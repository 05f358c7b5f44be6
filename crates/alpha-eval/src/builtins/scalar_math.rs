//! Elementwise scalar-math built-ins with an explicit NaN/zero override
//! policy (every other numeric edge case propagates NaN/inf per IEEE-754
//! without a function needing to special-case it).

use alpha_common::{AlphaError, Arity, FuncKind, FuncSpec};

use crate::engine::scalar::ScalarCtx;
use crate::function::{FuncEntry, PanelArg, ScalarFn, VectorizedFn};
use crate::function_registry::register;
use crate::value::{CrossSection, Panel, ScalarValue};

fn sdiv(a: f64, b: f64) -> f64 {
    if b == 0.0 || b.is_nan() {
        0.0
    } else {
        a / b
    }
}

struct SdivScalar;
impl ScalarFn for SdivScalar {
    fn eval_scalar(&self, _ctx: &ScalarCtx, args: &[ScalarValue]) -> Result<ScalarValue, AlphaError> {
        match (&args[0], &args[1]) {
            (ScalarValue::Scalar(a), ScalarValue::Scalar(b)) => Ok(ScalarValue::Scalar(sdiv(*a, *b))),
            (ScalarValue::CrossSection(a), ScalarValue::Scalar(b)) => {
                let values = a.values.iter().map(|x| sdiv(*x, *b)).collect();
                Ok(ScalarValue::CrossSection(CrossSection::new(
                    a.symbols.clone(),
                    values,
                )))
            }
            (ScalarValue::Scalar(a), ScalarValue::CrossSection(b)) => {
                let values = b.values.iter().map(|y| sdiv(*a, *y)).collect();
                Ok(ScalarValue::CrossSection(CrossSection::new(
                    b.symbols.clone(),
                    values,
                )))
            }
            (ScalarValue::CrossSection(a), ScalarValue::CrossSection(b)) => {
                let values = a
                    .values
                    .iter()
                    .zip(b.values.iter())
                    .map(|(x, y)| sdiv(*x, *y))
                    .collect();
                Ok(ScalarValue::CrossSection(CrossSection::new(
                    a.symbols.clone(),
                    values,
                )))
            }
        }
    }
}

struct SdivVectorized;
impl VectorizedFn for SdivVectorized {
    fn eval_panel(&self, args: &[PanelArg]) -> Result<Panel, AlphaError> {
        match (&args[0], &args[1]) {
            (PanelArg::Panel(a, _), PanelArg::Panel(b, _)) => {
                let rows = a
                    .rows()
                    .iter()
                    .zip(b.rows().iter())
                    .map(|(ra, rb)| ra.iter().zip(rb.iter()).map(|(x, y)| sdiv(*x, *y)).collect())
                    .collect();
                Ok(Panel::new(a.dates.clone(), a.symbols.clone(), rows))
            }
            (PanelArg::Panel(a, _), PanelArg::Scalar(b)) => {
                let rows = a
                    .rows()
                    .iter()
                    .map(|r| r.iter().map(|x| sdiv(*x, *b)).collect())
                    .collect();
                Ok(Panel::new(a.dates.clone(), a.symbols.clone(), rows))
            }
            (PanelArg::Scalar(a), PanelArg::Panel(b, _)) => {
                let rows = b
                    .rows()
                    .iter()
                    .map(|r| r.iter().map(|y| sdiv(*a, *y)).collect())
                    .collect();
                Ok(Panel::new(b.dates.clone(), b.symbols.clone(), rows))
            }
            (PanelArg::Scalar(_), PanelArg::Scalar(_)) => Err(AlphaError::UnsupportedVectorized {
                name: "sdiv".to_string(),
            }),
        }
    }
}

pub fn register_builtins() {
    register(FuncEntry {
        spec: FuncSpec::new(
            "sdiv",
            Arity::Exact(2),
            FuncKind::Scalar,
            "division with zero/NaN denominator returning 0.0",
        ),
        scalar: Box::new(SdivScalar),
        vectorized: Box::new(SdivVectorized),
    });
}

_____

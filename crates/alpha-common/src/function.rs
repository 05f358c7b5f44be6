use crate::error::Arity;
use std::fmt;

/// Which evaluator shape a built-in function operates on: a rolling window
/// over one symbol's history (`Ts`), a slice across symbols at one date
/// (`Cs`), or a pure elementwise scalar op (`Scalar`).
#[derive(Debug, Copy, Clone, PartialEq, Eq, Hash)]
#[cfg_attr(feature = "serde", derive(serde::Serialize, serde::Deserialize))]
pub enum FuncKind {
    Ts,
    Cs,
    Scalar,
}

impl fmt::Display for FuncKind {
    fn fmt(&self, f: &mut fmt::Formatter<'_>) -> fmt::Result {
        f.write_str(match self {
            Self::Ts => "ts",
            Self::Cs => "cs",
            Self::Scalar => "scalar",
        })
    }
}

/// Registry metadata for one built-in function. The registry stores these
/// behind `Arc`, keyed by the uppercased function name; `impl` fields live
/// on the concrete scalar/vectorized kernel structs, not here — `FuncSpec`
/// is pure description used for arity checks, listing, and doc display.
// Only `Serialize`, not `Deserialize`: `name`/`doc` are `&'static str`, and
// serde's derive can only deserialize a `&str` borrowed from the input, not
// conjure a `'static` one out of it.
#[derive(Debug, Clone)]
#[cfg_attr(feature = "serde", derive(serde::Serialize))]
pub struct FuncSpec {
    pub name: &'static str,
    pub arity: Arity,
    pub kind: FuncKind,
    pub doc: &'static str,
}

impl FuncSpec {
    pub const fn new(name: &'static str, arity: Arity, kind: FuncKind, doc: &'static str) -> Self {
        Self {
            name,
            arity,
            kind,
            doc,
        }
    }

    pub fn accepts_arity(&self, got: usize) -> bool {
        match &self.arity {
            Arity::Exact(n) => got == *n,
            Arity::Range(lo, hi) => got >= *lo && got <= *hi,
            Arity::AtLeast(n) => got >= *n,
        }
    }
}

_____

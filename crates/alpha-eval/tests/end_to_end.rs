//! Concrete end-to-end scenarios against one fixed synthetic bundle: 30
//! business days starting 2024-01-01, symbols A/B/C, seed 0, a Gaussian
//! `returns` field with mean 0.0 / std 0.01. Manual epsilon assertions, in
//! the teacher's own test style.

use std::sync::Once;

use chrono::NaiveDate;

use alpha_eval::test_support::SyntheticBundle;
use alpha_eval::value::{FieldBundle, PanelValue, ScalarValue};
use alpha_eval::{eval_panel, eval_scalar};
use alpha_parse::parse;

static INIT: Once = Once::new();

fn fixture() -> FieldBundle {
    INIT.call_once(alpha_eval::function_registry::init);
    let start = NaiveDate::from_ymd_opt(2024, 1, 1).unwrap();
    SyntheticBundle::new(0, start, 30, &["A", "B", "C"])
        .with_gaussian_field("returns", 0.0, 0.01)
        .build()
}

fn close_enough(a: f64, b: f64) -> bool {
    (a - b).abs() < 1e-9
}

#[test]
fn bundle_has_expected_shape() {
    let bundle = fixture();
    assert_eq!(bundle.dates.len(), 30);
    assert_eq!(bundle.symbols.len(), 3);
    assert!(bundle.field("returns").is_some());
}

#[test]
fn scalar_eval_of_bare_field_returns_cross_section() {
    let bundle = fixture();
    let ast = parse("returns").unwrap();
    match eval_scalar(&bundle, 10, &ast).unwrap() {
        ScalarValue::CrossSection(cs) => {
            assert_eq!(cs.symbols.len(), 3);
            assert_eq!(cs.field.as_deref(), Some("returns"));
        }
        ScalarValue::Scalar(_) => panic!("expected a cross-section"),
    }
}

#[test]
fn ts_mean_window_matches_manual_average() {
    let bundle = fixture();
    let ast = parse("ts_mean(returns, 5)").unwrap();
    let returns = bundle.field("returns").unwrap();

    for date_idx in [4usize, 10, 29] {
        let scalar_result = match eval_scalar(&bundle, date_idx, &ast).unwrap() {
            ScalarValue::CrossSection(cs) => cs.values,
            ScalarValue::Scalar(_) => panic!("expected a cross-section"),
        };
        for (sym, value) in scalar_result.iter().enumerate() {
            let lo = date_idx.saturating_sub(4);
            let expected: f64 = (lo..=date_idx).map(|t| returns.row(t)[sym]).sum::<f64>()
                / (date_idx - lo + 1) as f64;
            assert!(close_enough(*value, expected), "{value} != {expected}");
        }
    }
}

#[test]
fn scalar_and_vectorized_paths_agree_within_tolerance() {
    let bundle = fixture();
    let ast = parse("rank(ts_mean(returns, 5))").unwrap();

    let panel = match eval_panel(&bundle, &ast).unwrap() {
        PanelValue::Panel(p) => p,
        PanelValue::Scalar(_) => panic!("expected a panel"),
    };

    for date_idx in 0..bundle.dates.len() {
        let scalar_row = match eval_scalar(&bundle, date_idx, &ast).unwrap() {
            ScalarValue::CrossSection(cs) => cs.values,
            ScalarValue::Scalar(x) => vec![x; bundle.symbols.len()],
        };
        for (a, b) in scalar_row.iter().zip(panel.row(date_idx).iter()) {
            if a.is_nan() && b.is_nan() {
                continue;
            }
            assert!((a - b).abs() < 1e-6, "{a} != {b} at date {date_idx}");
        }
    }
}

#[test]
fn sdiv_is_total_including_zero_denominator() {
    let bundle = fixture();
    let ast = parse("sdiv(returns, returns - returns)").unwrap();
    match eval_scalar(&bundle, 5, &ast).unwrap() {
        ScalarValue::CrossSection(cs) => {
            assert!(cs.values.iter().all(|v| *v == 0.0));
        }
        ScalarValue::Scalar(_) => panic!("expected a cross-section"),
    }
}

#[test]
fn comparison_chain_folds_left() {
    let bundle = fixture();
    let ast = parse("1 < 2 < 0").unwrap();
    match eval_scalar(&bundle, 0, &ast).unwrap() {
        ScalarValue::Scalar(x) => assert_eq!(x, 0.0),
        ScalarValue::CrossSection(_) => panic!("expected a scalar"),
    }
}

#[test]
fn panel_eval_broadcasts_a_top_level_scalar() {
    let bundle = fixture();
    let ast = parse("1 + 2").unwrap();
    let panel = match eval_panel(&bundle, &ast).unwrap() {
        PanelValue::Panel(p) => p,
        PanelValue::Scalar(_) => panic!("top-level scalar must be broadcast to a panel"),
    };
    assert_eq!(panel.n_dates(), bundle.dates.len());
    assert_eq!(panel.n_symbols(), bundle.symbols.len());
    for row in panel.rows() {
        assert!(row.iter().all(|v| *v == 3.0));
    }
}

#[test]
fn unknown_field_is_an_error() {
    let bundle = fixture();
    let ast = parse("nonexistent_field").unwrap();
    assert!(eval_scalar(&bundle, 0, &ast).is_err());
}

_____

ABOUT THIS EXERCISE:
Of the entries above, transcribe exactly those lines that fall between the line containing "impl fmt::Display for" and the line containing "on the concrete", together with those two lines.

SOLVED PROBLEM:
impl fmt::Display for FuncKind {
    fn fmt(&self, f: &mut fmt::Formatter<'_>) -> fmt::Result {
        f.write_str(match self {
            Self::Ts => "ts",
            Self::Cs => "cs",
            Self::Scalar => "scalar",
        })
    }
}

/// Registry metadata for one built-in function. The registry stores these
/// behind `Arc`, keyed by the uppercased function name; `impl` fields live
/// on the concrete scalar/vectorized kernel structs, not here — `FuncSpec`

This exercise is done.